На фиг.14 представлены гибридизационная картина микрочипа и распределение нормированных гибридизационных сигналов ячеек микрочипа.On Fig presents the hybridization pattern of the microchip and the distribution of normalized hybridization signals of the cells of the microchip.

В соответствии с предложенным алгоритмом интерпретации результатов анализ начинается с вычисления усредненного сигнала (Iref) в ячейках, не содержащих олигонуклеотидов. В данном случае значение Iref составило 0,03. В соответствии с этой величиной и пороговым значением, равным 1,5, осуществляют фильтрацию сигналов в генотип- и подтип-специфических ячейках. В результате получаем, что только сигналы в ячейках группы G5, содержащих зонды, специфичные в отношении генотипа 5, превосходят Iref в 1,5 и более раза - G5-1/G5-2 (0,35).

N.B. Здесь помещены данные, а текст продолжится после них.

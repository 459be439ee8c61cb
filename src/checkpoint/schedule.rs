use std::sync::atomic::{AtomicUsize, Ordering};

/// Decides when a periodic checkpoint is due
///
/// A checkpoint is due each time the count of newly visited URLs enters a new
/// multiple of the interval. Counts may be reported out of order by concurrent
/// workers; whichever worker first reports a count in a new bucket wins, so no
/// multiple is skipped and none fires twice.
#[derive(Debug)]
pub struct CheckpointSchedule {
    interval: usize,
    last_bucket: AtomicUsize,
}

impl CheckpointSchedule {
    /// Creates a schedule; an interval of 0 disables periodic checkpoints
    pub fn new(interval: usize) -> Self {
        Self {
            interval,
            last_bucket: AtomicUsize::new(0),
        }
    }

    /// Records a newly visited count and returns true if it crossed a multiple
    pub fn crossed(&self, visited: usize) -> bool {
        if self.interval == 0 {
            return false;
        }

        let bucket = visited / self.interval;
        bucket > 0 && self.last_bucket.fetch_max(bucket, Ordering::SeqCst) < bucket
    }
}
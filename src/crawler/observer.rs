//! Crawl progress events and observers

/// Progress events emitted by the crawl engine
#[derive(Debug, Clone, PartialEq, Eq)]
pub enum CrawlEvent {
    /// A page was fetched successfully and its links were queued
    UrlFetched { url: String },

    /// Running totals after a successful fetch
    ///
    /// `count` is pages fetched during this run; `total` is every URL known so
    /// far (visited plus pending).
    Progress { count: usize, total: usize },

    /// The crawl finished; `drained` is false if it ended on a stop request
    Completed { fetched: usize, drained: bool },
}

/// Receives crawl events, typically to display them
///
/// Called from worker tasks, so implementations should return quickly.
pub trait CrawlObserver: Send + Sync {
    fn observe(&self, event: CrawlEvent);
}

impl<F> CrawlObserver for F
where
    F: Fn(CrawlEvent) + Send + Sync,
{
    fn observe(&self, event: CrawlEvent) {
        self(event)
    }
}

/// Observer that writes events to the tracing log
#[derive(Debug, Clone, Copy, Default)]
pub struct TracingObserver;

impl CrawlObserver for TracingObserver {
    fn observe(&self, event: CrawlEvent) {
        match event {
            CrawlEvent::UrlFetched { url } => tracing::info!("Found: {}", url),
            CrawlEvent::Progress { count, total } => {
                tracing::debug!("Progress: {} fetched, {} known", count, total)
            }
            CrawlEvent::Completed { fetched, drained } => {
                if drained {
                    tracing::info!("Crawling complete: {} pages fetched", fetched);
                } else {
                    tracing::info!("Crawling stopped: {} pages fetched", fetched);
                }
            }
        }
    }
}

Следовательно, последовательность РНК анализируемого образца относится к генотипу 5. Поскольку генотип 5 имеет всего один подтип, 5а, то делается заключение, что исследуемый образец имеет подтип 5а.In accordance with the proposed algorithm for interpreting the results, the analysis begins with the calculation of the averaged signal (I ref ) in cells that do not contain oligonucleotides. In this case, the value of I ref was 0.03. In accordance with this value and a threshold value of 1.5, the signals are filtered in genotype and subtype specific cells. As a result, we obtain that only signals in cells of the G5 group containing probes specific for genotype 5 exceed I ref by 1.5 or more times - G5-1 / G5-2 (0.35). Therefore, the RNA sequence of the analyzed sample refers to genotype 5. Since genotype 5 has only one subtype, 5a, it is concluded that the test sample has a subtype 5a.

Методом секвенирования с последующим филогенетическим анализом было показано, что исследуемая последовательность попадает в кластер последовательностей подтипа 5а.By sequencing followed by phylogenetic analysis, it was shown that the test sequence falls into the sequence cluster of subtype 5a.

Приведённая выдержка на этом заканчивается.